**Problem statement**
Lines outside the range are not wanted. Give again exactly the lines between the line holding "repository b4fb9222cffbdf83" and the line holding "state and then", inclusive, from the listing below.

**Exercise inputs**
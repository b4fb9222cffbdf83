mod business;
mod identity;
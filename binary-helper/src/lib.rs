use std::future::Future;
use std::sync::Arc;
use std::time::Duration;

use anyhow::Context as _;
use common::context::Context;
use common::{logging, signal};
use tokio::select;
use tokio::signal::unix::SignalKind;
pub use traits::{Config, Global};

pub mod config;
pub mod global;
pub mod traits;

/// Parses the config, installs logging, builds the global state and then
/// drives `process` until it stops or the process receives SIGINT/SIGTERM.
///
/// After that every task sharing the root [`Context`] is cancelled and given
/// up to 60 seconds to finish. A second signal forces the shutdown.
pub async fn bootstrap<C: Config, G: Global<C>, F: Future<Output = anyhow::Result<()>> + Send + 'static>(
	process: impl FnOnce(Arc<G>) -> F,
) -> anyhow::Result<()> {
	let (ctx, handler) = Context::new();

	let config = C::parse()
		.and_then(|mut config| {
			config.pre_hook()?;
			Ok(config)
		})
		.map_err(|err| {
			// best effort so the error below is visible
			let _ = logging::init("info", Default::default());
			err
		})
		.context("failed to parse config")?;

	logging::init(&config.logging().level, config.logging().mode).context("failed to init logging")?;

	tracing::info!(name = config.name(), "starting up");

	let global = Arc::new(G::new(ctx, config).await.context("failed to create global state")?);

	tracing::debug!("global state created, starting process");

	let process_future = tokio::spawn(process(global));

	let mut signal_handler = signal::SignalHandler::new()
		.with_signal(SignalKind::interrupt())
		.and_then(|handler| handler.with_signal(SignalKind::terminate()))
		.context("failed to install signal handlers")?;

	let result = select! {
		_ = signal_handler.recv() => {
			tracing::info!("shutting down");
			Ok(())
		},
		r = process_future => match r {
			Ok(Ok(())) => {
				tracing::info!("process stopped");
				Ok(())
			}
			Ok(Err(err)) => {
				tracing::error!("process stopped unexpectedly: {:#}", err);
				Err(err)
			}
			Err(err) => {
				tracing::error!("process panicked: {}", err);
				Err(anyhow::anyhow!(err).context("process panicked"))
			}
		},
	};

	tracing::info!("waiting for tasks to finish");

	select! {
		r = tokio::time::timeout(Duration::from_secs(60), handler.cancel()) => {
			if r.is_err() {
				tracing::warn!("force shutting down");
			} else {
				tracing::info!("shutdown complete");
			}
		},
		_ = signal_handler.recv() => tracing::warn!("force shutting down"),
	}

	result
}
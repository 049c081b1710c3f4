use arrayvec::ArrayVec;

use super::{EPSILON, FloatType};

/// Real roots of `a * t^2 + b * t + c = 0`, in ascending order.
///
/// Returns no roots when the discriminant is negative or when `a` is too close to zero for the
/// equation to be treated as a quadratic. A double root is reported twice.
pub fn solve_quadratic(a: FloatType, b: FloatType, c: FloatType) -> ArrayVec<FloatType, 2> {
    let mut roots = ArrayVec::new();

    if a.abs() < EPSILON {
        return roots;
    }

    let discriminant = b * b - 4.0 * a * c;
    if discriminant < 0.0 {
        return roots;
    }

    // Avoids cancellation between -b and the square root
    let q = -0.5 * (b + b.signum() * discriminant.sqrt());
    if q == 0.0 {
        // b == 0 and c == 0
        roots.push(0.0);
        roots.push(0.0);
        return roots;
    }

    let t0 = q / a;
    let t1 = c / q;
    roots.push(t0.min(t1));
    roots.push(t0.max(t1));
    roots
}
* * *
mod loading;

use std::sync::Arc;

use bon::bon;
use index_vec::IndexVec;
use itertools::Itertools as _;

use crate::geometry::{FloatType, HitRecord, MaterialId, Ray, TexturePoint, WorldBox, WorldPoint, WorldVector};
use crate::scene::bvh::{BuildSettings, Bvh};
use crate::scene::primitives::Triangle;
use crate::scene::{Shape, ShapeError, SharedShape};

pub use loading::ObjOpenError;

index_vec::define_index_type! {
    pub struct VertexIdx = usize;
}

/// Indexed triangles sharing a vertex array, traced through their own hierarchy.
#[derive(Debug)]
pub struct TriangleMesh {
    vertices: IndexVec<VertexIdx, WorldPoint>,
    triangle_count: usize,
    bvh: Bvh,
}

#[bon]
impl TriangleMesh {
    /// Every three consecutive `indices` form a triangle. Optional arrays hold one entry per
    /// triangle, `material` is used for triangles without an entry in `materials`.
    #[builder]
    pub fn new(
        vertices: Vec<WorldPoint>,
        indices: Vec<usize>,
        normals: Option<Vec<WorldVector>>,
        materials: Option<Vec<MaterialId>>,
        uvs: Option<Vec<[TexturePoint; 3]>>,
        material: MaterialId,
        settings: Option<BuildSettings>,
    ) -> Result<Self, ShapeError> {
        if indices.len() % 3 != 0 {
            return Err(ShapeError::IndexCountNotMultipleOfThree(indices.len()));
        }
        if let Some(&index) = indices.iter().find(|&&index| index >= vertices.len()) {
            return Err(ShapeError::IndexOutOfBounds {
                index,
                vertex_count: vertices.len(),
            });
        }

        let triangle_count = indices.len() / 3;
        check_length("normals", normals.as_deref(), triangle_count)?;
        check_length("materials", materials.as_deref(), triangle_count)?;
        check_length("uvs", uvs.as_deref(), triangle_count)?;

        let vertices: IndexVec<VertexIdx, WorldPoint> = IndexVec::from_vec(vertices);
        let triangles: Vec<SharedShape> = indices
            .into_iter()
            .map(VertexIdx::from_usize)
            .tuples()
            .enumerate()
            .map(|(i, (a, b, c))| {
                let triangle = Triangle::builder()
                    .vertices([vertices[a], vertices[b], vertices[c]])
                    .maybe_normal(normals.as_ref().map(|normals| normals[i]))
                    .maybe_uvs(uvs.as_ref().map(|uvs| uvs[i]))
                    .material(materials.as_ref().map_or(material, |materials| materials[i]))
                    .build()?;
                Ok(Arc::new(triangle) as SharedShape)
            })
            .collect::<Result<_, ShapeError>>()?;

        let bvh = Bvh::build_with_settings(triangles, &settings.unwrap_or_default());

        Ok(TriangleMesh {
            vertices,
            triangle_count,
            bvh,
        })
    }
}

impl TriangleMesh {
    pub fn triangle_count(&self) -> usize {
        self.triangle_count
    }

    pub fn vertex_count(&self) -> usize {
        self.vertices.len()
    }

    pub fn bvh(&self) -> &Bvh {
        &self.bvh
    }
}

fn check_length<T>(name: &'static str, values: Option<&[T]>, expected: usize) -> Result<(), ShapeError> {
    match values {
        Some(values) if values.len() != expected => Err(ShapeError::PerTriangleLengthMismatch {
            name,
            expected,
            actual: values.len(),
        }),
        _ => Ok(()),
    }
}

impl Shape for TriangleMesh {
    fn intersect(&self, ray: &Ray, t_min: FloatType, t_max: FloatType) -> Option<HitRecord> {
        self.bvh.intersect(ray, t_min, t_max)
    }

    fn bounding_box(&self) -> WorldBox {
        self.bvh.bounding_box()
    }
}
* * *
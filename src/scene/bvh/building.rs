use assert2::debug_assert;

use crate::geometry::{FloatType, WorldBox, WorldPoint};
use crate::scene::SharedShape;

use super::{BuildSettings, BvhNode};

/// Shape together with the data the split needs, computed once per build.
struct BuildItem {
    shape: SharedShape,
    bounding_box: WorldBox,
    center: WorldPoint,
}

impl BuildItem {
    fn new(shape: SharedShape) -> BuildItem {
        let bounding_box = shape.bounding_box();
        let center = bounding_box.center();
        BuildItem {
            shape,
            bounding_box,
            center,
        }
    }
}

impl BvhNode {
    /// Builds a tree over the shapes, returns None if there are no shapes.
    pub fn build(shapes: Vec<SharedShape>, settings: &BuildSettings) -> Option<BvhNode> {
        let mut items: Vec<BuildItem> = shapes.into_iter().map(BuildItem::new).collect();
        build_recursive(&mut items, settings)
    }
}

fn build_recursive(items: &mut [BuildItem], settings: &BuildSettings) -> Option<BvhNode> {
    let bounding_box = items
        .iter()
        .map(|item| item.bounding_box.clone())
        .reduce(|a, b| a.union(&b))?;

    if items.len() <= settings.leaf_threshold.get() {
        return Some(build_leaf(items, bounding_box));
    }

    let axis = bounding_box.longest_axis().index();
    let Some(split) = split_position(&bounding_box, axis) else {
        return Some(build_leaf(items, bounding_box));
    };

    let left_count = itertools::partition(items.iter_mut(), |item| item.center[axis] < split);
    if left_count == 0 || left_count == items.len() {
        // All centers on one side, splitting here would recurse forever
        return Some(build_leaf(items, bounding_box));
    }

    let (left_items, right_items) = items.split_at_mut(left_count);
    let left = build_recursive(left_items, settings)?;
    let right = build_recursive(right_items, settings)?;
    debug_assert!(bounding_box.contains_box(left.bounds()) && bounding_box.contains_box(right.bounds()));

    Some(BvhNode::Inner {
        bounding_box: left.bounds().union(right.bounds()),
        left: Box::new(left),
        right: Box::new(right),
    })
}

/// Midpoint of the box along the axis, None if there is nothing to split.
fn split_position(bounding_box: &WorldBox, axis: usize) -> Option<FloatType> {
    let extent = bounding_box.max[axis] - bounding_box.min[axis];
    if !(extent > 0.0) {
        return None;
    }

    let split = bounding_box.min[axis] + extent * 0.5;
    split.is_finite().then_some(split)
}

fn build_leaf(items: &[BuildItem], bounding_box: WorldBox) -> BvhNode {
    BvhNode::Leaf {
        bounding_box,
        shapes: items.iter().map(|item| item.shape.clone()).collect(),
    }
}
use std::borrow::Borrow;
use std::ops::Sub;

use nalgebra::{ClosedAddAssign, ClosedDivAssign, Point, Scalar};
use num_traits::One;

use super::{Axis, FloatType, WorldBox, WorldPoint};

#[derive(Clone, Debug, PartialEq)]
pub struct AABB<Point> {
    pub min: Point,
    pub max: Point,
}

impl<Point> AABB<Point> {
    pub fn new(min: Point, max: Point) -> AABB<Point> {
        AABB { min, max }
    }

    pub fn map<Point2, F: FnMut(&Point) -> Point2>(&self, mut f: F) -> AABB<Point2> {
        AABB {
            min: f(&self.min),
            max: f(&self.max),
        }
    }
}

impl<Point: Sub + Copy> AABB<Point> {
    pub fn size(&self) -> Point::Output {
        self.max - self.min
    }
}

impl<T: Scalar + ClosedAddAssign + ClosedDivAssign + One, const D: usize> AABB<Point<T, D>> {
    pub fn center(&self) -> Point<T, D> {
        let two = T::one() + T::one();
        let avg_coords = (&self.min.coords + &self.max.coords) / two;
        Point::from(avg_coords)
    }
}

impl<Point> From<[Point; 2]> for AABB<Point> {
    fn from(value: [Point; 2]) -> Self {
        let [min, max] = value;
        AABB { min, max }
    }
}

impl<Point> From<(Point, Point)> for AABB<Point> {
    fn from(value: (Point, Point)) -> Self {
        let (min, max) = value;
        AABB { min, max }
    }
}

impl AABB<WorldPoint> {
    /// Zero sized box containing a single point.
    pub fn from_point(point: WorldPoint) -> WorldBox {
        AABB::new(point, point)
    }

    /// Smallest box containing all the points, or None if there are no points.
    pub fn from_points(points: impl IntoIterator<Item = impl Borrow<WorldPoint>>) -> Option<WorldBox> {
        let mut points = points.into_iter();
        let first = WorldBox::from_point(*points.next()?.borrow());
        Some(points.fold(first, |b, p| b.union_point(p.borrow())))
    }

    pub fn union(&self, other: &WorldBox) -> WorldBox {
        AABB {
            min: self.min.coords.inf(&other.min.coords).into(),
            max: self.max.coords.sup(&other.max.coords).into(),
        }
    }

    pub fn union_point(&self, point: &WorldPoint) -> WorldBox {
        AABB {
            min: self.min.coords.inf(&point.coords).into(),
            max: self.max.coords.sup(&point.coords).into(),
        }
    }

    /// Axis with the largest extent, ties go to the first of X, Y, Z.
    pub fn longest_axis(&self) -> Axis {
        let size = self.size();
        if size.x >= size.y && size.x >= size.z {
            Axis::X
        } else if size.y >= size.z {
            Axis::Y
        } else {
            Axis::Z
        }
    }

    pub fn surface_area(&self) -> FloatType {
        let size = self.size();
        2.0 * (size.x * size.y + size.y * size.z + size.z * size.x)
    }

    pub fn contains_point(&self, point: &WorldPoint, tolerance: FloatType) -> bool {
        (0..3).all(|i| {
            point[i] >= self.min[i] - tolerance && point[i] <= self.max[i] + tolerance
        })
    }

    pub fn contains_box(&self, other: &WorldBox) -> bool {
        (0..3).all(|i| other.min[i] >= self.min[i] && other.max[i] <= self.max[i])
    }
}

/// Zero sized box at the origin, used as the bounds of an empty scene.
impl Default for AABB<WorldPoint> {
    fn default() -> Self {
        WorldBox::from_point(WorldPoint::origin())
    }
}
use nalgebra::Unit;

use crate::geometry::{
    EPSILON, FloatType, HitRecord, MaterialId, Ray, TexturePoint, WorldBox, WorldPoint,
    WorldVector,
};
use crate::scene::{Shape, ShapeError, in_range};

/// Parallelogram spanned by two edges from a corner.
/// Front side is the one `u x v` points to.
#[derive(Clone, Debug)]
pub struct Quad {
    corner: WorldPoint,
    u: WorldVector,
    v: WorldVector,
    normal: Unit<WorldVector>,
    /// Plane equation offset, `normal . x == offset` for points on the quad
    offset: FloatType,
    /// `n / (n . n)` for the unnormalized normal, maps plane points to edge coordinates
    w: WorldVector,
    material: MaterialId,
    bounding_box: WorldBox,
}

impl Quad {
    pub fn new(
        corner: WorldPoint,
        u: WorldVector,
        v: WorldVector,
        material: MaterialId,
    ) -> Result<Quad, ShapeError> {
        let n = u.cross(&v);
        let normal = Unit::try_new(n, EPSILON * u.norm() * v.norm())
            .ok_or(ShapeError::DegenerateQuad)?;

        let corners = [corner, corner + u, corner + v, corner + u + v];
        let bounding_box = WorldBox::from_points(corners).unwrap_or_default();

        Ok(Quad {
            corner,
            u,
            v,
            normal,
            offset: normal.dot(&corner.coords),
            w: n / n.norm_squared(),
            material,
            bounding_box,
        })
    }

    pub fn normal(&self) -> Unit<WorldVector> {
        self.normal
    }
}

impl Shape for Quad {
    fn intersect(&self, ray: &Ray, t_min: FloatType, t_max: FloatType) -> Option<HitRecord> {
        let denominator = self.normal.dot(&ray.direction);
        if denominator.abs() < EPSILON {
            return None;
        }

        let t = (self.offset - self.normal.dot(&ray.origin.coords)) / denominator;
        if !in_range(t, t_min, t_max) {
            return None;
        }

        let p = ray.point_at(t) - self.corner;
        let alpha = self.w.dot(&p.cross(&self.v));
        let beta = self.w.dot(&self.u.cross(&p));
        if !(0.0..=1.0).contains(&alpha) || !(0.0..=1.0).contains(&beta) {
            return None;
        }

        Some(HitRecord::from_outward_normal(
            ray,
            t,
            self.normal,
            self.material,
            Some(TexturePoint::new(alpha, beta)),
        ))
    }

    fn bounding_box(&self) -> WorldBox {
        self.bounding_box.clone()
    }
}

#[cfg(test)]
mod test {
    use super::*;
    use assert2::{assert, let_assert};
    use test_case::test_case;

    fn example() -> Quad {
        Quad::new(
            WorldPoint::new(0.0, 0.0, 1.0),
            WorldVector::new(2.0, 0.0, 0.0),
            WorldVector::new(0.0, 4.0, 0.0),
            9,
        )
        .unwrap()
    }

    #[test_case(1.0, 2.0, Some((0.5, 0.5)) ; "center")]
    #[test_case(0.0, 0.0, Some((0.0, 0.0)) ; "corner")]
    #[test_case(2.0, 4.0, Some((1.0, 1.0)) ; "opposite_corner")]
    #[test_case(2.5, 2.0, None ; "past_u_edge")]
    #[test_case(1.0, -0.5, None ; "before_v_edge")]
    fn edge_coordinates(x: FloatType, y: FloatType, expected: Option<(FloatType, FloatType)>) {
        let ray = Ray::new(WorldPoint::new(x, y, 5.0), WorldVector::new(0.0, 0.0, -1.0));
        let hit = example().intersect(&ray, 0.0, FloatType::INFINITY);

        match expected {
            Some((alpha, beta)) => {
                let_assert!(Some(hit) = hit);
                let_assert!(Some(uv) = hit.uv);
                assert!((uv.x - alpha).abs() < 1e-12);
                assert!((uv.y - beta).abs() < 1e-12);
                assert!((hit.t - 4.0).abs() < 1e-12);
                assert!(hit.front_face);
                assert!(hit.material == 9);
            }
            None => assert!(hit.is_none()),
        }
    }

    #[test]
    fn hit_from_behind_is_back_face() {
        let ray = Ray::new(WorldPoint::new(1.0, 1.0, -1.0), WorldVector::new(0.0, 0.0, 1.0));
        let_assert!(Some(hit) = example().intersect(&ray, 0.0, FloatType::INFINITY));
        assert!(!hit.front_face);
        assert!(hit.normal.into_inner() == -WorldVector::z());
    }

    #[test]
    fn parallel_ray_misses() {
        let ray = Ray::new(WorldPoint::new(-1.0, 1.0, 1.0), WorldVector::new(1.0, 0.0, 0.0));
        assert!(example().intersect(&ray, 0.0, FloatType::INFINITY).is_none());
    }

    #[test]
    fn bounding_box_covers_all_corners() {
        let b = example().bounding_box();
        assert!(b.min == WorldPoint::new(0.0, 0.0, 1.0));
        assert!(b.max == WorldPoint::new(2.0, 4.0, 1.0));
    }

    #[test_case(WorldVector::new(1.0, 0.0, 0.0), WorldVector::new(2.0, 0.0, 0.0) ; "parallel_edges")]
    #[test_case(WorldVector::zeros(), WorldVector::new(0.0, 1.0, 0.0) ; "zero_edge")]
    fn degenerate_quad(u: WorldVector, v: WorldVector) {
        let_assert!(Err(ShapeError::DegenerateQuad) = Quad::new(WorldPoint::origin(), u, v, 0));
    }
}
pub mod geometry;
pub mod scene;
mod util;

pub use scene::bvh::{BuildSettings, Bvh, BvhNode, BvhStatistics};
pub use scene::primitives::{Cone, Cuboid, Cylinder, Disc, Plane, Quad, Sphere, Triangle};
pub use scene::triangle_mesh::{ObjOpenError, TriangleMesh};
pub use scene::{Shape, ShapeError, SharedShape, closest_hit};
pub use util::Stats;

**Result of the task**
repository b4fb9222cffbdf83
mod business;
mod identity;
filename binary-helper/src/lib.rs
use std::future::Future;
use std::sync::Arc;
use std::time::Duration;

use anyhow::Context as _;
use common::context::Context;
use common::{logging, signal};
use tokio::select;
use tokio::signal::unix::SignalKind;
pub use traits::{Config, Global};

pub mod config;
pub mod global;
pub mod traits;

/// Parses the config, installs logging, builds the global state and then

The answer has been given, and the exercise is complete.